PCA is an important data analysis method in statistics, particularly in multivariate statistical analysis. Mathematicians and statisticians have studied it extensively and in great depth. Among them, the Swedish 🇸🇪 mathematician and statistician Herman Wold made significant contributions to the understanding and expansion of PCA’s essence. In fact, if we review his works on PCA related issues, we can even catch glimpses of the modern artificial neural network models. Let us pay tribute to this great pioneer! 🎩👏

Herman Wold was a Swedish statistician and econometrician who served as a professor at **Uppsala University** and is renowned for his contributions to sequential regression, partial least squares (PLS), and stochastic processes.

2.1 What is PCA?

What is PCA? I took this picture when I was waiting for traffic lights close to Stroa Coop at Tomtebo in Umeå in January 2021. What perfect timing! Being stopped by traffic lights isn’t always a bad thing.

PCA is a linear feature extraction tool. Let’s first provide the definition:

PCA is a linear numerical method for creating a relatively smaller set of mutually orthogonal new variables from the original dataset and the most information can be preserved in the new dataset.

Next, let me explain each highlighted key words in the definition.

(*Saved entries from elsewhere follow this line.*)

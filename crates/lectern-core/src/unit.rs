//! The content unit produced by ingestion.

use crate::error::{Error, Result};
use crate::media::MediaFormat;
use crate::source::{BatchContext, SourceId, SourceRef};
use serde::{Deserialize, Serialize};
use uuid::Uuid;

/// Identifier of a content unit, a UUIDv5 string.
pub type UnitId = String;

/// Text plus provenance, ready for embedding.
#[derive(Debug, Clone, PartialEq, Serialize, Deserialize)]
pub struct ContentUnit {
    pub id: UnitId,
    pub text: String,
    pub source_id: SourceId,
    pub source_name: String,
    pub media_format: MediaFormat,
    #[serde(default, skip_serializing_if = "Option::is_none")]
    pub subject: Option<String>,
    #[serde(default, skip_serializing_if = "Option::is_none")]
    pub course: Option<String>,
    /// 1-based page number for units derived from a PDF.
    #[serde(default, skip_serializing_if = "Option::is_none")]
    pub page: Option<u32>,
    /// Sequential index of a sampled video frame.
    #[serde(default, skip_serializing_if = "Option::is_none")]
    pub frame: Option<u32>,
    /// Seconds from the start of the video.
    #[serde(default, skip_serializing_if = "Option::is_none")]
    pub timestamp: Option<f64>,
    /// File name of the captioned image.
    #[serde(default, skip_serializing_if = "Option::is_none")]
    pub image_ref: Option<String>,
    /// Position of a text chunk within its document.
    #[serde(default, skip_serializing_if = "Option::is_none")]
    pub chunk_index: Option<u32>,
}

impl ContentUnit {
    pub fn new(source: &SourceRef, media_format: MediaFormat, text: impl Into<String>) -> Self {
        let mut unit = Self {
            id: String::new(),
            text: text.into(),
            source_id: source.id.clone(),
            source_name: source.name.clone(),
            media_format,
            subject: None,
            course: None,
            page: None,
            frame: None,
            timestamp: None,
            image_ref: None,
            chunk_index: None,
        };
        unit.id = unit.stable_id();
        unit
    }

    pub fn with_context(mut self, context: &BatchContext) -> Self {
        self.subject = context.subject.clone();
        self.course = context.course.clone();
        self
    }

    pub fn with_page(mut self, page: u32) -> Self {
        self.page = Some(page);
        self.id = self.stable_id();
        self
    }

    pub fn with_frame(mut self, frame: u32, timestamp: f64) -> Self {
        self.frame = Some(frame);
        self.timestamp = Some(timestamp);
        self.id = self.stable_id();
        self
    }

    pub fn with_image_ref(mut self, image_ref: impl Into<String>) -> Self {
        self.image_ref = Some(image_ref.into());
        self.id = self.stable_id();
        self
    }

    pub fn with_chunk_index(mut self, index: u32) -> Self {
        self.chunk_index = Some(index);
        self.id = self.stable_id();
        self
    }

    /// Deterministic id over the source, format, locator fields and text.
    ///
    /// Re-ingesting the same file yields the same ids, so upserts replace
    /// rather than duplicate.
    pub fn stable_id(&self) -> UnitId {
        let locator = format!(
            "{}\u{1f}{}\u{1f}{}\u{1f}{}\u{1f}{}",
            opt(self.page),
            opt(self.frame),
            self.image_ref.as_deref().unwrap_or(""),
            opt(self.chunk_index),
            self.timestamp.map(|t| format!("{:.2}", t)).unwrap_or_default(),
        );
        let name = format!(
            "{}\u{1f}{}\u{1f}{}\u{1f}{}",
            self.source_id, self.media_format, locator, self.text
        );
        Uuid::new_v5(&Uuid::NAMESPACE_OID, name.as_bytes()).to_string()
    }

    /// Check the unit is fit to hand to a store.
    pub fn validate(&self) -> Result<()> {
        if self.text.trim().is_empty() {
            return Err(Error::InvalidUnit(format!(
                "empty text for source {}",
                self.source_id
            )));
        }
        if self.source_id.to_string().trim().is_empty() {
            return Err(Error::InvalidSource("empty source id".to_string()));
        }
        Ok(())
    }
}

fn opt(value: Option<u32>) -> String {
    value.map(|v| v.to_string()).unwrap_or_default()
}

New variables and Linear: The term “new variable” is easy to understand. PCA is a type of feature extraction method, and the results of feature extraction are essentially new variables. However, this feature extraction, or the map \(g()\), is not arbitrary; we constrain it to be linear. In other words, all the new variables must satisfy the following equation:

\[ g_{\textbf{w}}(\textbf{x}) = w_1x_1 + w_2x_2 + \dots + w_px_p \] where \(\textbf{x}\) expresses all the \(p\) original feature variables, and \(\textbf{w}\) contains all the \(p\) coefficients. A straightforward example is the average. The average is a widely used method of summarizing information in real-life situations. It is the time to awkwardly show the generation gap. For example, in old-style music competitions, a singer would typically receive scores from several judges after their performance. Then, the host would say, “Remove the highest score, remove the lowest score, and the final score is……” The final score is just the average. More precisely, it is the truncated mean.

Here, I want to emphasize something for you. To make it more memorable, let me start with a sad memory.

Sad memories: In middle school, I was very good at mathematics and physics, and also terrible at English and literature. The end of every exam was always the most awkward moment for me. Say I got 100 scores both for mathematics and physics, but 0 scores both for English and literature. My teacher simply informed the average score as the overall evaluation of my study to my parents. I guess she used the following formula \[ \frac{1}{4} \text{Math} + \frac{1}{4} \text{Physics}+ \frac{1}{4} \text{English} + \frac{1}{4} \text{Literature} \] Obviously, I was hopeless. However, my smart mother courageously stepped up, she simply adjusted the coefficients of the feature extraction function, \[ \frac{1}{2} \text{Math} + \frac{1}{2} \text{Physics}+ 0 \cdot \text{English}+ 0 \cdot \text{Literature} \] and told me that you are actually great!

A good choice of coefficients not only can save a young people but also leads to a informative new variable for different purposes. This sad story highlights the role of coefficients in the feature extraction function. In one word, different coefficients lead to different information.

I would like to use the above picture to close the discussion about this keyword. Essentially, the extracted feature is just the weighted sum of original features, while the weighted sum is called linear combination in linear algebra and the geometry meaning of linear combination is projection. I strongly suggest you read about mathematical projection if you are not familiar with this concept.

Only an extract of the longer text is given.